◆ **Exercise requirements**
Write only the number of lines in the entries that hold the string "MetricResult".

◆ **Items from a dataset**

==============================

//! Prefix registry storage and lookup.
//!
//! The registry maps each two-letter prefix to the numeric code embedded in
//! machine barcodes. An embedded registry is compiled into the binary and
//! validated by `build.rs`; custom registries can be loaded from JSON files.
//!
//! ## Example
//!
//! ```rust
//! use sanger_barcode::PrefixRegistry;
//!
//! let registry = PrefixRegistry::load_embedded().unwrap();
//! let prefix = registry.from_human("PR").unwrap();
//! assert_eq!(prefix.machine, 450);
//! assert_eq!(registry.from_machine(450).unwrap().human, "PR");
//! ```
//!
//! ## Custom Registries
//!
//! ```rust,no_run
//! use sanger_barcode::{PrefixRegistry, SangerBarcode};
//! use std::path::Path;
//!
//! let registry = PrefixRegistry::load_from_file(Path::new("my_prefixes.json")).unwrap();
//! let barcode = SangerBarcode::from_components_in(&registry, "PR", 1234).unwrap();
//! ```

pub mod store;
/*
 * Copyright (c) Microsoft Corporation.
 * Licensed under the MIT license.
 */

use ganmetrics_utils::{Element, views::MatrixView};
use tracing::{debug, warn};

use crate::{MetricResult, ShapeError};

/// Compute the Inception Score of the class-probability rows in `probabilities`.
///
/// For each row `x_i`, the divergence from the batch marginal `p` is
/// ```text
/// kl_i = sum_j x_ij * (ln(x_ij + eps) - ln(p_j + eps))
/// ```
/// and the score is `exp(mean_i kl_i)`.
///
/// A single row or a batch of identical rows scores `1`. An empty batch yields `NaN`.
pub fn inception_score<T>(probabilities: MatrixView<'_, T>, eps: f64) -> f64
where
    T: Element,
{
    debug!(
        "inception score over {} samples and {} classes, eps = {:e}",
        probabilities.nrows(),
        probabilities.ncols(),
        eps
    );

    let marginal = marginal(probabilities);
    let score = mean_divergence(probabilities, &marginal, eps).exp();
    if !score.is_finite() {
        warn!("inception score is not finite: {}", score);
    }
    score
}

/// Compute the Mode Score of `generated` against the class marginal of `real`.
///
/// This is the Inception Score exponent of `generated` minus the divergence between the
/// marginal of `generated` and the marginal of `real`:
/// ```text
/// exp(mean_i kl_i - sum_j p_j * (ln(p_j + eps) - ln(q_j + eps)))
/// ```
///
/// # Errors
///
/// Returns a [`ShapeError::ClassMismatch`] if the two inputs have different numbers of
/// columns.
pub fn mode_score<T>(
    generated: MatrixView<'_, T>,
    real: MatrixView<'_, T>,
    eps: f64,
) -> MetricResult<f64>
where
    T: Element,
{
    if generated.ncols() != real.ncols() {
        return Err(ShapeError::ClassMismatch {
            left: generated.ncols(),
            right: real.ncols(),
        }
        .into());
    }

    debug!(
        "mode score over {} generated and {} real samples with {} classes, eps = {:e}",
        generated.nrows(),
        real.nrows(),
        generated.ncols(),
        eps
    );

    let p = marginal(generated);
    let q = marginal(real);

    let within = mean_divergence(generated, &p, eps);
    let between: f64 = std::iter::zip(p.iter(), q.iter())
        .map(|(&pj, &qj)| pj * ((pj + eps).ln() - (qj + eps).ln()))
        .sum();

    let score = (within - between).exp();
    if !score.is_finite() {
        warn!("mode score is not finite: {}", score);
    }
    Ok(score)
}

/// Mean over rows, accumulated in `f64`.
fn marginal<T: Element>(x: MatrixView<'_, T>) -> Vec<f64> {
    let mut sums = vec![0.0; x.ncols()];
    for row in x.row_iter() {
        std::iter::zip(sums.iter_mut(), row).for_each(|(s, v)| *s += v.to_f64());
    }

    let n = x.nrows() as f64;
    sums.iter_mut().for_each(|s| *s /= n);
    sums
}

/// Mean over rows of the smoothed divergence of each row from `marginal`.
fn mean_divergence<T: Element>(x: MatrixView<'_, T>, marginal: &[f64], eps: f64) -> f64 {
    let log_marginal: Vec<f64> = marginal.iter().map(|p| (p + eps).ln()).collect();

    let total: f64 = x
        .row_iter()
        .map(|row| {
            std::iter::zip(row, log_marginal.iter())
                .map(|(v, lp)| {
                    let v = v.to_f64();
                    v * ((v + eps).ln() - lp)
                })
                .sum::<f64>()
        })
        .sum();

    total / x.nrows() as f64
}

==============================

◆ **Final answer**
2